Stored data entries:
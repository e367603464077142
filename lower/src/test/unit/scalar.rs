use tacit_dtype::DType;
use tacit_ir::{Format, Immediate};

use crate::scalar::{ScalarExpr, ScalarVar, Stmt, TensorProperty};

fn var(name: &str) -> ScalarExpr {
    ScalarExpr::var(ScalarVar::new(name, DType::Int32))
}

#[test]
fn test_expression_display() {
    let tensor = ScalarVar::tensor("A", DType::Float64, Format::dense(2));
    let values = ScalarExpr::get_property(ScalarExpr::var(tensor), TensorProperty::Values);
    let load = ScalarExpr::load(values, var("A2_ptr"));
    assert_eq!(load.to_string(), "A.values[A2_ptr]");

    let sum = ScalarExpr::add(load.clone(), ScalarExpr::literal(Immediate::Float(1.0)));
    assert_eq!(sum.to_string(), "(A.values[A2_ptr] + 1.0)");
    assert_eq!(ScalarExpr::neg(ScalarExpr::sqrt(var("x"))).to_string(), "-sqrt(x)");
    assert_eq!(ScalarExpr::div(ScalarExpr::sub(var("a"), var("b")), var("c")).to_string(), "((a - b) / c)");
    assert_eq!(ScalarExpr::min([var("iB"), var("iC")]).to_string(), "min(iB, iC)");
}

#[test]
#[should_panic(expected = "min needs at least one operand")]
fn test_empty_min_panics() {
    ScalarExpr::min([]);
}

#[test]
fn test_var_properties() {
    let plain = ScalarVar::new("i", DType::Int32);
    assert!(!plain.is_tensor());
    assert_eq!(plain.format(), None);

    let tensor = ScalarVar::tensor("B", DType::Float32, Format::csr());
    assert!(tensor.is_tensor());
    assert_eq!(tensor.format(), Some(&Format::csr()));
    assert_eq!(tensor.dtype(), DType::Float32);

    assert_eq!(ScalarExpr::var(plain.clone()).as_var(), Some(&plain));
    assert_eq!(ScalarExpr::literal(Immediate::Int(0)).as_var(), None);
}

#[test]
fn test_statement_display() {
    let m = ScalarVar::new("m", DType::Int32);
    let min = ScalarExpr::min([var("iB"), var("iC")]);
    assert_eq!(Stmt::declare(m.clone(), min.clone()).to_string(), "int32_t m = min(iB, iC);");
    assert_eq!(Stmt::assign(m, min).to_string(), "m = min(iB, iC);");

    let print = Stmt::print("(i) = (%d)\\n", vec![var("i")]);
    assert_eq!(print.to_string(), r#"printf("(i) = (%d)\n", i);"#);
    assert_eq!(Stmt::print("done", vec![]).to_string(), r#"printf("done");"#);
}
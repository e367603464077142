//! Unique default names for unnamed index variables and tensors.

use std::cell::RefCell;
use std::collections::HashMap;

thread_local! {
    /// Per-prefix counters used by [`unique_name`].
    static NAME_COUNTERS: RefCell<HashMap<char, u64>> = RefCell::default();
}

/// Generate a fresh name of the form `<prefix><n>` (`i0`, `i1`, `A0`, ...).
///
/// Counters are kept per prefix and per thread, so names are unique among the
/// entities created by one compilation thread.
pub fn unique_name(prefix: char) -> String {
    NAME_COUNTERS.with(|counters| {
        let mut counters = counters.borrow_mut();
        let counter = counters.entry(prefix).or_insert(0);
        let name = format!("{prefix}{counter}");
        *counter += 1;
        name
    })
}
use tacit_ir::{IndexExpr, equals, get_accesses};

use super::{ijk, tensor};
use crate::available::get_available_expressions;
use crate::sub_expr::get_sub_expr;

#[test]
fn test_matrix_multiply_scenario() {
    let (i, j, k) = ijk();
    let b = tensor("B", &[3, 5]).access([&i, &k]).unwrap();
    let c = tensor("C", &[5, 4]).access([&k, &j]).unwrap();
    let expr = &b * &c;

    let sub = get_sub_expr(&expr, &[j.clone()]);
    assert!(sub.ptr_eq(&(&c).into()), "only C(k,j) depends on j");

    let sub = get_sub_expr(&expr, &[k]);
    assert!(sub.ptr_eq(&expr), "both operands depend on k");

    assert!(!get_sub_expr(&expr, &[]).defined());
}

#[test]
fn test_binary_keeps_both_filtered_operands() {
    let (i, j, _) = ijk();
    let a = tensor("A", &[4]).access([&i]).unwrap();
    let b = tensor("B", &[4]).access([&j]).unwrap();
    let c = tensor("C", &[4]).access([&j]).unwrap();

    // (A(i) + B(j)) * C(j) filtered by j drops A(i) and flattens the sum.
    let expr = (&a + &b) * &c;
    let sub = get_sub_expr(&expr, &[j]);
    assert!(equals(&sub, &(&b * &c)));
}

#[test]
fn test_unary_follows_operand() {
    let (i, j, _) = ijk();
    let a = tensor("A", &[4]).access([&i]).unwrap();
    let b = tensor("B", &[4]).access([&j]).unwrap();

    let negated = -&a;
    assert!(get_sub_expr(&negated, &[i.clone()]).ptr_eq(&negated));
    assert!(!get_sub_expr(&negated, &[j.clone()]).defined());

    // A kept unary node is returned whole, even when its operand only partly depends.
    let root = (&a + &b).sqrt();
    let sub = get_sub_expr(&root, &[j]);
    assert!(sub.ptr_eq(&root));
    assert_eq!(sub.to_string(), "sqrt(A(i) + B(j))");
}

#[test]
fn test_immediates_are_dropped() {
    let (i, _, _) = ijk();
    let a = tensor("A", &[4]).access([&i]).unwrap();

    assert!(!get_sub_expr(&IndexExpr::int(1), &[i.clone()]).defined());
    let sub = get_sub_expr(&(&a * 2.0), &[i]);
    assert!(sub.ptr_eq(&(&a).into()));
}

#[test]
fn test_scalar_access_never_depends() {
    let (i, _, _) = ijk();
    let s = tensor("s", &[]).access([]).unwrap();
    assert!(!get_sub_expr(&(&s).into(), &[i]).defined());
}

#[test]
fn test_undefined_input() {
    let (i, _, _) = ijk();
    assert!(!get_sub_expr(&IndexExpr::undefined(), &[i]).defined());
}

#[test]
fn test_dependent_child_is_not_available_for_the_complement() {
    let (i, j, k) = ijk();
    let b = tensor("B", &[4, 4]).access([&i, &k]).unwrap();
    let c = tensor("C", &[4]).access([&j]).unwrap();
    let d = tensor("D", &[4]).access([&i]).unwrap();

    // The dependent side itself contains a unary node.
    let dependent = -&b * &d;
    let expr = &dependent / &c;

    let sub = get_sub_expr(&expr, &[i.clone()]);
    assert!(sub.ptr_eq(&dependent), "got {sub}");

    let dependent_accesses = get_accesses(&dependent);
    for available in get_available_expressions(&expr, &[j.clone(), k.clone()]) {
        for access in get_accesses(&available) {
            assert!(!dependent_accesses.contains(&access), "{access} of {dependent} is available in {available}");
        }
    }
    assert_eq!(
        get_available_expressions(&expr, &[j, k]).iter().map(ToString::to_string).collect::<Vec<_>>(),
        ["C(j)"]
    );
}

Aim of the task ::
Write each record above out again exactly as it reads.

Completed exercise ::
repository e367603464077142
filename lower/src/test/unit/scalar.rs
use tacit_dtype::DType;
use tacit_ir::{Format, Immediate};

use crate::scalar::{ScalarExpr, ScalarVar, Stmt, TensorProperty};

fn var(name: &str) -> ScalarExpr {
    ScalarExpr::var(ScalarVar::new(name, DType::Int32))
}

#[test]
fn test_expression_display() {
    let tensor = ScalarVar::tensor("A", DType::Float64, Format::dense(2));
    let values = ScalarExpr::get_property(ScalarExpr::var(tensor), TensorProperty::Values);
    let load = ScalarExpr::load(values, var("A2_ptr"));
    assert_eq!(load.to_string(), "A.values[A2_ptr]");

    let sum = ScalarExpr::add(load.clone(), ScalarExpr::literal(Immediate::Float(1.0)));
    assert_eq!(sum.to_string(), "(A.values[A2_ptr] + 1.0)");
    assert_eq!(ScalarExpr::neg(ScalarExpr::sqrt(var("x"))).to_string(), "-sqrt(x)");
    assert_eq!(ScalarExpr::div(ScalarExpr::sub(var("a"), var("b")), var("c")).to_string(), "((a - b) / c)");
    assert_eq!(ScalarExpr::min([var("iB"), var("iC")]).to_string(), "min(iB, iC)");
}

#[test]
#[should_panic(expected = "min needs at least one operand")]
fn test_empty_min_panics() {
    ScalarExpr::min([]);
}

#[test]
fn test_var_properties() {
    let plain = ScalarVar::new("i", DType::Int32);
    assert!(!plain.is_tensor());
    assert_eq!(plain.format(), None);

    let tensor = ScalarVar::tensor("B", DType::Float32, Format::csr());
    assert!(tensor.is_tensor());
    assert_eq!(tensor.format(), Some(&Format::csr()));
    assert_eq!(tensor.dtype(), DType::Float32);

    assert_eq!(ScalarExpr::var(plain.clone()).as_var(), Some(&plain));
    assert_eq!(ScalarExpr::literal(Immediate::Int(0)).as_var(), None);
}

#[test]
fn test_statement_display() {
    let m = ScalarVar::new("m", DType::Int32);
    let min = ScalarExpr::min([var("iB"), var("iC")]);
    assert_eq!(Stmt::declare(m.clone(), min.clone()).to_string(), "int32_t m = min(iB, iC);");
    assert_eq!(Stmt::assign(m, min).to_string(), "m = min(iB, iC);");

    let print = Stmt::print("(i) = (%d)\\n", vec![var("i")]);
    assert_eq!(print.to_string(), r#"printf("(i) = (%d)\n", i);"#);
    assert_eq!(Stmt::print("done", vec![]).to_string(), r#"printf("done");"#);
}
repository e367603464077142
//! Unique default names for unnamed index variables and tensors.

use std::cell::RefCell;
use std::collections::HashMap;

thread_local! {
    /// Per-prefix counters used by [`unique_name`].
    static NAME_COUNTERS: RefCell<HashMap<char, u64>> = RefCell::default();
}

/// Generate a fresh name of the form `<prefix><n>` (`i0`, `i1`, `A0`, ...).
///
/// Counters are kept per prefix and per thread, so names are unique among the
/// entities created by one compilation thread.
pub fn unique_name(prefix: char) -> String {
    NAME_COUNTERS.with(|counters| {
        let mut counters = counters.borrow_mut();
        let counter = counters.entry(prefix).or_insert(0);
        let name = format!("{prefix}{counter}");
        *counter += 1;
        name
    })
}
use tacit_ir::{IndexExpr, equals, get_accesses};

use super::{ijk, tensor};
use crate::available::get_available_expressions;
use crate::sub_expr::get_sub_expr;

#[test]
fn test_matrix_multiply_scenario() {
    let (i, j, k) = ijk();
    let b = tensor("B", &[3, 5]).access([&i, &k]).unwrap();
    let c = tensor("C", &[5, 4]).access([&k, &j]).unwrap();
    let expr = &b * &c;

    let sub = get_sub_expr(&expr, &[j.clone()]);
    assert!(sub.ptr_eq(&(&c).into()), "only C(k,j) depends on j");

    let sub = get_sub_expr(&expr, &[k]);
    assert!(sub.ptr_eq(&expr), "both operands depend on k");

    assert!(!get_sub_expr(&expr, &[]).defined());
}

#[test]
fn test_binary_keeps_both_filtered_operands() {
    let (i, j, _) = ijk();
    let a = tensor("A", &[4]).access([&i]).unwrap();
    let b = tensor("B", &[4]).access([&j]).unwrap();
    let c = tensor("C", &[4]).access([&j]).unwrap();

    // (A(i) + B(j)) * C(j) filtered by j drops A(i) and flattens the sum.
    let expr = (&a + &b) * &c;
    let sub = get_sub_expr(&expr, &[j]);
    assert!(equals(&sub, &(&b * &c)));
}

#[test]
fn test_unary_follows_operand() {
    let (i, j, _) = ijk();
    let a = tensor("A", &[4]).access([&i]).unwrap();
    let b = tensor("B", &[4]).access([&j]).unwrap();

    let negated = -&a;
    assert!(get_sub_expr(&negated, &[i.clone()]).ptr_eq(&negated));
    assert!(!get_sub_expr(&negated, &[j.clone()]).defined());

    // A kept unary node is returned whole, even when its operand only partly depends.
    let root = (&a + &b).sqrt();
    let sub = get_sub_expr(&root, &[j]);
    assert!(sub.ptr_eq(&root));
    assert_eq!(sub.to_string(), "sqrt(A(i) + B(j))");
}

#[test]
fn test_immediates_are_dropped() {
    let (i, _, _) = ijk();
    let a = tensor("A", &[4]).access([&i]).unwrap();

    assert!(!get_sub_expr(&IndexExpr::int(1), &[i.clone()]).defined());
    let sub = get_sub_expr(&(&a * 2.0), &[i]);
    assert!(sub.ptr_eq(&(&a).into()));
}

#[test]
fn test_scalar_access_never_depends() {
    let (i, _, _) = ijk();
    let s = tensor("s", &[]).access([]).unwrap();
    assert!(!get_sub_expr(&(&s).into(), &[i]).defined());
}

#[test]
fn test_undefined_input() {
    let (i, _, _) = ijk();
    assert!(!get_sub_expr(&IndexExpr::undefined(), &[i]).defined());
}

#[test]
fn test_dependent_child_is_not_available_for_the_complement() {
    let (i, j, k) = ijk();
    let b = tensor("B", &[4, 4]).access([&i, &k]).unwrap();
    let c = tensor("C", &[4]).access([&j]).unwrap();
    let d = tensor("D", &[4]).access([&i]).unwrap();

    // The dependent side itself contains a unary node.
    let dependent = -&b * &d;
    let expr = &dependent / &c;

    let sub = get_sub_expr(&expr, &[i.clone()]);
    assert!(sub.ptr_eq(&dependent), "got {sub}");

    let dependent_accesses = get_accesses(&dependent);
    for available in get_available_expressions(&expr, &[j.clone(), k.clone()]) {
        for access in get_accesses(&available) {
            assert!(!dependent_accesses.contains(&access), "{access} of {dependent} is available in {available}");
        }
    }
    assert_eq!(
        get_available_expressions(&expr, &[j, k]).iter().map(ToString::to_string).collect::<Vec<_>>(),
        ["C(j)"]
    );
}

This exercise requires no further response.